Furthermore, the detection light detection system respectively detects two equal parts in a space divided by the detection laser in the y-axis direction to form output signals of two channels as a first channel and a second channel, the output signal of the second channel is connected with a triaxial vector detection module via the second channel to extract triaxial magnetic field vector information, wherein the triaxial vector detection module of the second channel comprises a first low-pass filter to extract the y-axis vector information, a second lock-in amplifier and a third lock-in amplifier respectively extract the x-axis vector information and the z-axis vector information after demodulation phase optimization, the three-axis vector detection module is respectively superposed with the triaxial vector magnetic field value of the first channel through scaling, the x-axis vector information is superposed with the x-axis vector magnetic field value of the first channel to obtain an x-axis vector magnetic field value of the second channel, and the y-axis vector information is superposed with the y-axis vector magnetic field value of the first channel to obtain a y-axis vector magnetic field value of the second channel, superposing the z-axis vector information and the z-axis vector magnetic field value of the first channel to obtain a z-axis vector magnetic field value of the second channel; and the output of the low-pass filter in the triaxial vector detection module of the second channel is subjected to scaling to obtain a y-direction magnetic field gradient value.

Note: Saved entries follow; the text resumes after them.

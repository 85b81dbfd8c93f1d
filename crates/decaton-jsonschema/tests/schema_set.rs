// crates/decaton-jsonschema/tests/schema_set.rs
// ============================================================================
// Module: Schema Set Validation Tests
// Description: Tests for validating documents against a schema directory.
// Purpose: Ensure per-file reporting and failure on unusable directories.
// Dependencies: decaton-jsonschema, serde_json, tempfile
// ============================================================================

//! ## Overview
//! Exercises [`decaton_jsonschema::validate_against_all`] over freshly written
//! schema directories, including broken and missing schema files.

#![allow(
    clippy::panic,
    clippy::print_stdout,
    clippy::print_stderr,
    clippy::unwrap_used,
    clippy::expect_used,
    clippy::use_debug,
    clippy::dbg_macro,
    clippy::panic_in_result_fn,
    clippy::unwrap_in_result,
    clippy::missing_docs_in_private_items,
    reason = "Test-only output and panic-based assertions are permitted."
)]

// ============================================================================
// SECTION: Imports
// ============================================================================

use std::error::Error;
use std::fs;

use decaton_jsonschema::SchemaBuilder;
use decaton_jsonschema::SchemaError;
use decaton_jsonschema::validate_against_all;
use decaton_processor_properties::DeclaredType;
use decaton_processor_properties::PropertyEntry;
use decaton_processor_properties::PropertyRegistry;
use decaton_processor_properties::ValueType;
use serde_json::Value;
use serde_json::json;

// ============================================================================
// SECTION: Tests
// ============================================================================

/// Ensures every schema in a generated directory accepts the golden example.
#[test]
fn generated_directory_accepts_example() -> Result<(), Box<dyn Error>> {
    let temp = tempfile::tempdir()?;
    SchemaBuilder::processor_properties()?.write_to(temp.path())?;
    let example: Value =
        serde_json::from_str(include_str!("fixtures/decaton-processor-properties-example.json"))?;
    let checks = validate_against_all(temp.path(), &example)?;
    assert_eq!(checks.len(), 8);
    assert!(checks.iter().all(|check| check.is_ok()), "{checks:?}");
    let mut names: Vec<&str> = checks.iter().map(|check| check.file_name.as_str()).collect();
    let reported = names.clone();
    names.sort_unstable();
    assert_eq!(names, reported, "checks are reported in file name order");
    Ok(())
}

/// Ensures a single-property registry reports missing required properties.
#[test]
fn missing_required_property_is_reported() -> Result<(), Box<dyn Error>> {
    let registry = PropertyRegistry::new(vec![PropertyEntry::new(
        "x",
        DeclaredType::definition_of(ValueType::Integer),
        None,
        None,
    )])?;
    let temp = tempfile::tempdir()?;
    SchemaBuilder::new(registry).write_to(temp.path())?;
    let checks = validate_against_all(temp.path(), &json!({}))?;
    assert_eq!(checks.len(), 8);
    assert!(checks.iter().all(|check| !check.is_ok()));
    let accepted = validate_against_all(temp.path(), &json!({ "x": 3 }))?;
    assert!(accepted.iter().all(|check| check.is_ok()), "{accepted:?}");
    Ok(())
}

/// Ensures an invalid schema file is reported without hiding other results.
#[test]
fn invalid_schema_is_reported_per_file() -> Result<(), Box<dyn Error>> {
    let temp = tempfile::tempdir()?;
    SchemaBuilder::processor_properties()?.write_to(temp.path())?;
    let broken = json!({ "$schema": "http://json-schema.org/draft-07/schema#", "type": 5 });
    fs::write(
        temp.path().join("decaton-processor-properties-schema-broken.json"),
        serde_json::to_vec(&broken)?,
    )?;
    let checks = validate_against_all(temp.path(), &json!({}))?;
    assert_eq!(checks.len(), 9);
    let failed: Vec<&str> = checks
        .iter()
        .filter(|check| !check.is_ok())
        .map(|check| check.file_name.as_str())
        .collect();
    assert_eq!(failed, vec!["decaton-processor-properties-schema-broken.json"]);
    Ok(())
}

/// Ensures a directory without schemas is an error rather than a pass.
#[test]
fn empty_directory_is_an_error() -> Result<(), Box<dyn Error>> {
    let temp = tempfile::tempdir()?;
    fs::write(temp.path().join("notes.json"), b"{}")?;
    let result = validate_against_all(temp.path(), &json!({}));
    assert!(matches!(result, Err(SchemaError::Validation(_))));
    Ok(())
}

/// Ensures a schema file that is not JSON aborts validation.
#[test]
fn non_json_schema_is_an_error() -> Result<(), Box<dyn Error>> {
    let temp = tempfile::tempdir()?;
    fs::write(temp.path().join("decaton-processor-properties-schema-draft_7.json"), b"{")?;
    let result = validate_against_all(temp.path(), &json!({}));
    assert!(matches!(result, Err(SchemaError::Serialization(_))));
    Ok(())
}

Furthermore, the geomagnetic compensation coil comprises a y-axis direction counteracting coil, an x-axis coil and a z-axis coil which are perpendicular to each other, the y-axis direction counteracting coil adopts a solenoid with a uniform magnetic field, and the x-axis coil and the z-axis coil adopt saddle-shaped coils; or spherical coils are adopted in all three directions.

Furthermore, the alkali metal atom gas chamber, the heating device thereof and the geomagnetic compensation coil are all made of nonmagnetic materials.

Further, the alkali metal atom gas chamber and the heating device thereof comprise: the PEEK heat-insulating shell is formed by combining a PEEK heat-insulating upper shell and a PEEK heat-insulating lower shell, two boron nitride heat-conducting ceramic heating bodies are arranged in the PEEK heat-insulating shell, two sides of the boron nitride heat-conducting ceramic heating bodies are fixed on non-magnetic interference heating sheets of the PEEK heat-insulating shell through PEEK fixing screws, an alkali metal atom air chamber is formed between the two boron nitride heat-conducting ceramic heating bodies, a channel is formed in a straight line on the PEEK heat-insulating shell and the two boron nitride heat-conducting ceramic heating bodies, light passing glass is arranged at an opening of the channel, a platinum resistance temperature sensor is arranged to collect the temperature of the alkali metal atom air chamber, the non-magnetic interference heating sheets adopt reciprocating wiring to offset magnetic field interference generated by heating current; the platinum resistance temperature sensor is driven by high-frequency current.

Furthermore, the detection light detection system comprises a plurality of groups of additional photoelectric detectors and differential amplifiers, the detection light is divided into a plurality of parts to form a detection array, and meanwhile, a corresponding triaxial vector detection module is added to each detection point output signal.

Furthermore, the detection light detection system comprises a polarization splitting prism for splitting the light into two groups, and each group of light is amplified by a differential amplifier after being detected by two photoelectric detectors.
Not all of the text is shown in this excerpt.